Give the article a read (it is well worth it), but here are some of the highlights: Examples of spin in medical stories include:

  • Reporting positive effects that were not statistically significant – so that the effects could have been the result of chance.
  • Focusing on an outcome that the trial was not designed to study – for example, a trial that aimed, without success, to use acupuncture to treat hot flushes found incidentally that the treatment produced a slight improvement in sex drive. So the trial was spun with headlines such as “Acupuncture perks up sex drive”.
  • Focusing on inappropriate sub-groups – for example, a trial of a new type 2 diabetes drug might be a total failure in the population at large but show a slight improvement in women in their twenties. This can be spun as an important breakthrough. However, type 2 diabetes is rare in women in their twenties, so the new drug would not actually be of great use.
  • Ignoring safety data – we need to be sure that the potential benefits of treatment outweigh the risks but research summaries and press releases routinely omit mention of risks, side effects and so forth, and thus give an overly positive impression of results.

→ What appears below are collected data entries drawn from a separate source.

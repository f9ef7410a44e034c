//! Map engine backed by the `walkers` slippy-map widget.

use super::error::MapError;
use super::mapbox::{validate_token, MapStyle, MapboxTileSource, MAX_ZOOM};
use super::{MapEngine, MapOptions};
use eframe::egui;
use geo_types::Coord;
use std::sync::{Arc, Mutex};
use std::time::Duration;
use walkers::sources::Attribution;
use walkers::{
    HttpTiles, Map, MapMemory, Plugin, Position, Projector, TextureWithUv, TileId, Tiles,
};
use web_time::Instant;

/// How long a map may go without a single tile before it is reported.
const TILE_LOAD_TIMEOUT: Duration = Duration::from_secs(15);

/// Live walkers map: tile fetcher, view memory and home position.
pub struct WalkersEngine {
    tiles: TrackedTiles,
    memory: MapMemory,
    home: Position,
    watch: TileWatch,
}

impl MapEngine for WalkersEngine {
    fn create(ctx: &egui::Context, options: &MapOptions) -> Result<Self, MapError> {
        let token = validate_token(options.access_token.as_deref())?;
        let style = MapStyle::parse(&options.style)?;

        if !(0.0..=MAX_ZOOM).contains(&options.zoom) {
            return Err(MapError::InvalidZoom(options.zoom));
        }
        let mut memory = MapMemory::default();
        memory
            .set_zoom(options.zoom)
            .map_err(|_| MapError::InvalidZoom(options.zoom))?;

        let home = walkers::lat_lon(options.center.latitude(), options.center.longitude());
        let tiles = HttpTiles::new(MapboxTileSource::new(style, token), ctx.clone());

        Ok(Self {
            tiles: TrackedTiles::new(tiles),
            memory,
            home,
            watch: TileWatch::default(),
        })
    }

    fn zoom_in(&mut self) {
        if self.memory.zoom_in().is_err() {
            log::debug!("Already at maximum zoom");
        }
    }

    fn zoom_out(&mut self) {
        if self.memory.zoom_out().is_err() {
            log::debug!("Already at minimum zoom");
        }
    }

    fn show(&mut self, ui: &mut egui::Ui) -> Option<Coord<f64>> {
        let clicked = Arc::new(Mutex::new(None));
        let map_rect = ui.available_rect_before_wrap();

        let plugin = ClickPlugin {
            clicked: clicked.clone(),
        };
        ui.add(Map::new(Some(&mut self.tiles), &mut self.memory, self.home).with_plugin(plugin));

        let in_progress = self.tiles.inner.stats().in_progress;
        self.watch.observe(Instant::now(), self.tiles.served_any, in_progress);

        ui.painter().text(
            map_rect.max - egui::vec2(5.0, 5.0),
            egui::Align2::RIGHT_BOTTOM,
            "© Mapbox © OpenStreetMap",
            egui::FontId::proportional(10.0),
            egui::Color32::from_black_alpha(150),
        );

        let mut slot = clicked.lock().ok()?;
        slot.take()
    }

    fn load_error(&self) -> Option<MapError> {
        self.watch.stalled.then_some(MapError::TilesUnavailable)
    }
}

/// Tile fetcher that remembers whether any tile was ever drawn.
struct TrackedTiles {
    inner: HttpTiles,
    served_any: bool,
}

impl TrackedTiles {
    fn new(inner: HttpTiles) -> Self {
        Self {
            inner,
            served_any: false,
        }
    }
}

impl Tiles for TrackedTiles {
    fn at(&mut self, tile_id: TileId) -> Option<TextureWithUv> {
        let tile = self.inner.at(tile_id);
        self.served_any |= tile.is_some();
        tile
    }

    fn attribution(&self) -> Attribution {
        self.inner.attribution()
    }

    fn tile_size(&self) -> u32 {
        self.inner.tile_size()
    }
}

/// Notices a map that never receives a tile, e.g. a revoked access token.
///
/// The tile fetcher only logs download failures, so the map would otherwise
/// stay blank without any visible error.
#[derive(Debug, Default)]
struct TileWatch {
    first_shown: Option<Instant>,
    loaded: bool,
    stalled: bool,
}

impl TileWatch {
    /// Records one drawn frame. Returns whether the map counts as stalled.
    fn observe(&mut self, now: Instant, tiles_loaded: bool, in_progress: usize) -> bool {
        if tiles_loaded {
            if self.stalled {
                log::info!("Map tiles are loading again");
            }
            self.loaded = true;
            self.stalled = false;
            return false;
        }
        if self.loaded || self.stalled {
            return self.stalled;
        }

        let first_shown = *self.first_shown.get_or_insert(now);
        if in_progress == 0 && now.saturating_duration_since(first_shown) >= TILE_LOAD_TIMEOUT {
            log::warn!(
                "No map tile loaded within {:?}; check the network and the access token",
                TILE_LOAD_TIMEOUT
            );
            self.stalled = true;
        }
        self.stalled
    }
}

/// Captures the geographic position of a click on the map surface.
struct ClickPlugin {
    clicked: Arc<Mutex<Option<Coord<f64>>>>,
}

impl Plugin for ClickPlugin {
    fn run(
        self: Box<Self>,
        _ui: &mut egui::Ui,
        response: &egui::Response,
        projector: &Projector,
        _memory: &MapMemory,
    ) {
        if !response.clicked() {
            return;
        }
        let Some(screen_pos) = response.interact_pointer_pos() else {
            return;
        };

        let position = projector.unproject(screen_pos.to_vec2());
        if let Ok(mut slot) = self.clicked.lock() {
            *slot = Some(Coord {
                x: position.x(),
                y: position.y(),
            });
        }
    }
}
//! Map initialization errors.

use thiserror::Error;

/// Why the map could not be created.
#[derive(Debug, Clone, PartialEq, Error)]
pub enum MapError {
    #[error("no Mapbox access token configured (set ALPS_MAPBOX_TOKEN)")]
    MissingAccessToken,
    #[error("Mapbox access token is malformed")]
    InvalidAccessToken,
    #[error("unsupported map style reference: {0}")]
    InvalidStyle(String),
    #[error("zoom level {0} is outside the supported range")]
    InvalidZoom(f64),
    #[error("no map tiles could be loaded; check the network and the Mapbox access token")]
    TilesUnavailable,
}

When you read a news report about a medical study, you may find it useful to consider:

  • Was the research in humans? Headlines that talk of a “miracle cure” often relate to research conducted on, say, mice – and the results may not apply to people.
  • How many people did the study involve? Small studies involving just a handful of people are more likely than large studies to reach conclusions that could simply be the result of chance.
  • Did the study actually assess what’s in the headline? As mentioned, a headline saying acupuncture boosts your sex-life was actually based on a study into whether acupuncture could treat hot flushes.
  • Who paid for the study? While most commercially funded studies are reliable, it is always worth checking if there could be any potential conflict of interest, for example where a company funds research into its own products.